A content calendar, sometimes called an editorial calendar, is a schedule of the content you plan to write, produce and publish. You can create one using a spreadsheet, an actual calendar, or various business organization apps and tools.

A content calendar ensures you know when various customer communication content will go live. It outlines precisely what you’ll include in blog posts, newsletters, website content, social media posts, marketing emails and more. 

A content calendar typically includes the following in its entries: 

  • What the content will entail
  • When and where content will be published
  • The content author’s name
  • When the content was assigned
  • When the content is due
  • Notes about the content
  • Supporting promotional activities (e.g., podcast interviews)
  • The final product
Did You Know?Did you know

A content calendar is an essential element of your overall content strategy that helps you reach your target audience.

How do you create a content calendar?

Creating a content calendar can seem overwhelming. However, it involves straightforward steps that will help you clarify your vision and execute your content strategy.

1. Analyze your existing content.

Start with auditing your content. Use CRM analytics and other marketing analytics tools to pinpoint content that has successfully connected with your target customers. For example, if you note that customer stories and case studies perform well, you’ll know that continuing to create this type of content is worthwhile. 

You must also focus on your goals. For example, if you want to generate sales leads, hone in on content that resonates with prospective customers. If you want to boost web traffic, focus on content that encourages readers to click on a link and head to your website. 

2. Decide what types of content you’ll pursue.
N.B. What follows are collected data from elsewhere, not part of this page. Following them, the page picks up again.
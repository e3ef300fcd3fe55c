//! Detection of the fDMF a package was produced for.
//!
//! The document type is read from the `TYPE` attribute of the main METS root
//! element and the version from the `metadataversion` element of the info
//! file. Elements are matched by local name, so the detection works for both
//! namespaced and plain files.

use std::path::{Path, PathBuf};

use tracing::{debug, warn};

use psp_model::{DmfVersion, DocumentType};
use psp_xml::XmlDocument;

const MAIN_METS_PREFIX: &str = "mets";
const INFO_PREFIX: &str = "info";
const TYPE_ATTRIBUTE: &str = "TYPE";
const VERSION_ELEMENT: &str = "metadataversion";

/// What the package metadata says about its own fDMF. Either part may be
/// missing.
#[derive(Debug, Clone, Default, PartialEq, Eq)]
pub struct DetectedDmf {
    pub document_type: Option<DocumentType>,
    pub version: Option<DmfVersion>,
}

impl DetectedDmf {
    /// Reads the main METS and info files in the package root.
    ///
    /// Missing or unreadable files leave the corresponding part undetected.
    pub fn from_package(package_dir: &Path) -> Self {
        let document_type = root_xml_file(package_dir, MAIN_METS_PREFIX)
            .and_then(|mets| load(&mets))
            .and_then(|mets| document_type_of(&mets));
        let version = root_xml_file(package_dir, INFO_PREFIX)
            .and_then(|info| load(&info))
            .and_then(|info| version_of(&info));
        debug!(
            package = %package_dir.display(),
            document_type = ?document_type,
            version = ?version,
            "detected fDMF"
        );
        Self {
            document_type,
            version,
        }
    }
}

/// First `<prefix>_*.xml` file of the package root, by name, ignoring case.
fn root_xml_file(package_dir: &Path, prefix: &str) -> Option<PathBuf> {
    let entries = std::fs::read_dir(package_dir).ok()?;
    let mut candidates: Vec<PathBuf> = entries
        .filter_map(Result::ok)
        .map(|entry| entry.path())
        .filter(|path| path.is_file())
        .filter(|path| {
            path.file_name()
                .map(|name| name.to_string_lossy().to_ascii_lowercase())
                .is_some_and(|name| {
                    name.starts_with(&format!("{prefix}_")) && name.ends_with(".xml")
                })
        })
        .collect();
    candidates.sort();
    candidates.into_iter().next()
}

fn load(path: &Path) -> Option<XmlDocument> {
    XmlDocument::load(path)
        .map_err(|error| warn!(path = %path.display(), %error, "cannot read package metadata"))
        .ok()
}

fn document_type_of(mets: &XmlDocument) -> Option<DocumentType> {
    let root = mets.root();
    if root.local_name() != "mets" {
        return None;
    }
    let value = &root.attribute(TYPE_ATTRIBUTE)?.value;
    value
        .parse()
        .map_err(|_| warn!(%value, "unrecognized METS document type"))
        .ok()
}

fn version_of(info: &XmlDocument) -> Option<DmfVersion> {
    let root = info.root();
    if root.local_name() != INFO_PREFIX {
        return None;
    }
    let element = root
        .children()
        .find(|child| child.local_name() == VERSION_ELEMENT)?;
    let text = element.direct_text();
    text.trim()
        .parse()
        .map_err(|_| warn!(version = %text.trim(), "unrecognized metadata version"))
        .ok()
}
use std::collections::BTreeMap;
use std::path::PathBuf;

use crate::error::EngineError;
use crate::value::{Value, ValueEvaluation, ValueType};

/// Id under which the package root is provided.
pub const PSP_DIR: &str = "PSP_DIR";

/// Variables of one run. A name is bound at most once.
#[derive(Debug, Clone, Default)]
pub struct VariableScope {
    variables: BTreeMap<String, ValueEvaluation>,
}

impl VariableScope {
    pub fn new() -> Self {
        Self::default()
    }

    pub fn define(
        &mut self,
        name: impl Into<String>,
        evaluation: ValueEvaluation,
    ) -> Result<(), EngineError> {
        let name = name.into();
        if self.variables.contains_key(&name) {
            return Err(EngineError::VariableRedefined { name });
        }
        self.variables.insert(name, evaluation);
        Ok(())
    }

    /// Shorthand for defining a successfully evaluated value.
    pub fn define_value(&mut self, name: impl Into<String>, value: Value) -> Result<(), EngineError> {
        self.define(name, ValueEvaluation::ok(value))
    }

    pub fn get(&self, name: &str) -> Option<&ValueEvaluation> {
        self.variables.get(name)
    }

    pub fn value_type(&self, name: &str) -> Option<ValueType> {
        self.variables.get(name).map(ValueEvaluation::value_type)
    }

    pub fn len(&self) -> usize {
        self.variables.len()
    }

    pub fn is_empty(&self) -> bool {
        self.variables.is_empty()
    }
}

/// Values supplied by the caller before a run, keyed by id.
#[derive(Debug, Clone, Default)]
pub struct ProvidedValues {
    strings: BTreeMap<String, String>,
    integers: BTreeMap<String, i64>,
    files: BTreeMap<String, PathBuf>,
}

impl ProvidedValues {
    /// Values for a package rooted at `package_dir`.
    pub fn for_package(package_dir: impl Into<PathBuf>) -> Self {
        Self::default().with_file(PSP_DIR, package_dir)
    }

    #[must_use]
    pub fn with_string(mut self, id: impl Into<String>, value: impl Into<String>) -> Self {
        self.strings.insert(id.into(), value.into());
        self
    }

    #[must_use]
    pub fn with_integer(mut self, id: impl Into<String>, value: i64) -> Self {
        self.integers.insert(id.into(), value);
        self
    }

    #[must_use]
    pub fn with_file(mut self, id: impl Into<String>, path: impl Into<PathBuf>) -> Self {
        self.files.insert(id.into(), path.into());
        self
    }

    pub fn string(&self, id: &str) -> Option<&str> {
        self.strings.get(id).map(String::as_str)
    }

    pub fn integer(&self, id: &str) -> Option<i64> {
        self.integers.get(id).copied()
    }

    pub fn file(&self, id: &str) -> Option<&PathBuf> {
        self.files.get(id)
    }

    pub fn package_dir(&self) -> Option<&PathBuf> {
        self.file(PSP_DIR)
    }
}
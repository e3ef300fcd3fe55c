use std::fmt;
use std::str::FromStr;

use serde::{Deserialize, Serialize};

use crate::error::ModelError;

/// Severity of a validation problem.
///
/// Ordered from least to most severe so that `max()` over a set of problems
/// yields the worst one.
#[derive(Debug, Clone, Copy, PartialEq, Eq, PartialOrd, Ord, Hash, Serialize, Deserialize)]
#[serde(rename_all = "UPPERCASE")]
pub enum Level {
    Info,
    Warning,
    Error,
}

impl Level {
    /// All levels from most to least severe, the order reports list them in.
    pub const DESCENDING: [Level; 3] = [Level::Error, Level::Warning, Level::Info];

    pub fn as_str(self) -> &'static str {
        match self {
            Level::Info => "INFO",
            Level::Warning => "WARNING",
            Level::Error => "ERROR",
        }
    }
}

impl fmt::Display for Level {
    fn fmt(&self, f: &mut fmt::Formatter<'_>) -> fmt::Result {
        f.write_str(self.as_str())
    }
}

impl FromStr for Level {
    type Err = ModelError;

    fn from_str(s: &str) -> Result<Self, Self::Err> {
        match s.trim().to_ascii_uppercase().as_str() {
            "INFO" => Ok(Level::Info),
            "WARNING" => Ok(Level::Warning),
            "ERROR" => Ok(Level::Error),
            _ => Err(ModelError::InvalidLevel {
                value: s.to_string(),
            }),
        }
    }
}
//! Compiled XPath expressions.

mod eval;
mod lexer;
mod parser;

use std::fmt;

use crate::document::{Element, ElementId, XmlDocument};
use crate::error::XPathError;
use crate::namespace::NamespaceContext;

use eval::{EvalError, Evaluator, Node, Value};
use parser::{Expr, Parser};

/// An XPath expression compiled against a [`NamespaceContext`].
///
/// Namespace prefixes are resolved at compile time, so an unknown prefix is
/// reported by [`XPath::compile`] rather than at evaluation.
#[derive(Clone, PartialEq)]
pub struct XPath {
    source: String,
    expr: Expr,
}

impl XPath {
    pub fn compile(source: &str, namespaces: &NamespaceContext) -> Result<Self, XPathError> {
        let invalid = |message: String| XPathError::InvalidExpression {
            expression: source.to_string(),
            message,
        };
        let tokens = lexer::tokenize(source).map_err(invalid)?;
        let expr = Parser::new(tokens, namespaces).parse().map_err(invalid)?;
        Ok(Self {
            source: source.to_string(),
            expr,
        })
    }

    pub fn source(&self) -> &str {
        &self.source
    }

    /// Elements selected by the expression, in document order.
    ///
    /// Non-element nodes in the result are skipped.
    pub fn select_elements(&self, context: Element<'_>) -> Result<Vec<ElementId>, XPathError> {
        let nodes = self.select_nodes(context)?;
        Ok(nodes
            .into_iter()
            .filter_map(|node| match node {
                Node::Element(id) => Some(id),
                _ => None,
            })
            .collect())
    }

    /// String values of every node selected by the expression.
    pub fn select_strings(&self, context: Element<'_>) -> Result<Vec<String>, XPathError> {
        let evaluator = Evaluator::new(context.document());
        let nodes = self.select_nodes(context)?;
        Ok(nodes
            .into_iter()
            .map(|node| evaluator.string_value(node))
            .collect())
    }

    /// XPath `string()` of the result.
    pub fn evaluate_string(&self, context: Element<'_>) -> Result<String, XPathError> {
        let evaluator = Evaluator::new(context.document());
        let value = self.run(&evaluator, context.id())?;
        Ok(evaluator.to_string_value(&value))
    }

    /// XPath `boolean()` of the result.
    pub fn evaluate_boolean(&self, context: Element<'_>) -> Result<bool, XPathError> {
        let evaluator = Evaluator::new(context.document());
        let value = self.run(&evaluator, context.id())?;
        Ok(evaluator.to_bool(&value))
    }

    /// Evaluate against the document node rather than an element.
    pub fn evaluate_string_in(&self, document: &XmlDocument) -> Result<String, XPathError> {
        let evaluator = Evaluator::new(document);
        let value = evaluator
            .evaluate(&self.expr, Node::Document)
            .map_err(|e| self.eval_error(e))?;
        Ok(evaluator.to_string_value(&value))
    }

    /// Elements selected when evaluated against the document node.
    pub fn select_elements_in(&self, document: &XmlDocument) -> Result<Vec<ElementId>, XPathError> {
        let evaluator = Evaluator::new(document);
        match evaluator
            .evaluate(&self.expr, Node::Document)
            .map_err(|e| self.eval_error(e))?
        {
            Value::Nodes(nodes) => Ok(nodes
                .into_iter()
                .filter_map(|node| match node {
                    Node::Element(id) => Some(id),
                    _ => None,
                })
                .collect()),
            _ => Err(self.not_node_set()),
        }
    }

    fn select_nodes(&self, context: Element<'_>) -> Result<Vec<Node>, XPathError> {
        let evaluator = Evaluator::new(context.document());
        match self.run(&evaluator, context.id())? {
            Value::Nodes(nodes) => Ok(nodes),
            _ => Err(self.not_node_set()),
        }
    }

    fn run(&self, evaluator: &Evaluator<'_>, context: ElementId) -> Result<Value, XPathError> {
        evaluator
            .evaluate(&self.expr, Node::Element(context))
            .map_err(|e| self.eval_error(e))
    }

    fn eval_error(&self, error: EvalError) -> XPathError {
        match error {
            EvalError::NotNodeSet => self.not_node_set(),
        }
    }

    fn not_node_set(&self) -> XPathError {
        XPathError::NotNodeSet {
            expression: self.source.clone(),
        }
    }
}

impl fmt::Debug for XPath {
    fn fmt(&self, f: &mut fmt::Formatter<'_>) -> fmt::Result {
        f.debug_tuple("XPath").field(&self.source).finish()
    }
}

impl fmt::Display for XPath {
    fn fmt(&self, f: &mut fmt::Formatter<'_>) -> fmt::Result {
        f.write_str(&self.source)
    }
}

#[cfg(test)]
mod tests {
    use super::eval::format_number;

    #[test]
    fn numbers_format_like_xpath() {
        assert_eq!(format_number(3.0), "3");
        assert_eq!(format_number(2.5), "2.5");
        assert_eq!(format_number(f64::NAN), "NaN");
    }
}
You may create a content calendar for blog entries, social media posts or marketing emails – or all of the above. In any case, you must know precisely what type of content you’ll create for each channel. Here are a few examples:

  • Blogs: When planning blog entries, you must decide on topics that make sense for your audience and general subject matter. For example, if you’re planning entries for your gardening blog, you might brainstorm posts on gardening basics, planting perennials, landscape gardening and more. You’ll decide which posts you’ll publish on which dates and how frequently you want to post. 
  • Social media: When planning your social media content, you must decide on platforms and platform-specific content. Staying with the gardening example, you may decide that Instagram should be a primary focus. Because this is a visual platform, you’ll select appropriate photos, write captions, and include relevant keywords and hashtags. You’ll determine the best posting frequency and schedule your posts.
  • Email marketing: Planning your email marketing messages is similar. You’ll establish how often you’ll send emails, what information you’ll include and what calls to action (CTAs) will generate your desired response.
Did You Know?Did you know

Planning your email marketing content calendar also involves customer segmentation. You’ll determine what content most appeals to specific audience segments.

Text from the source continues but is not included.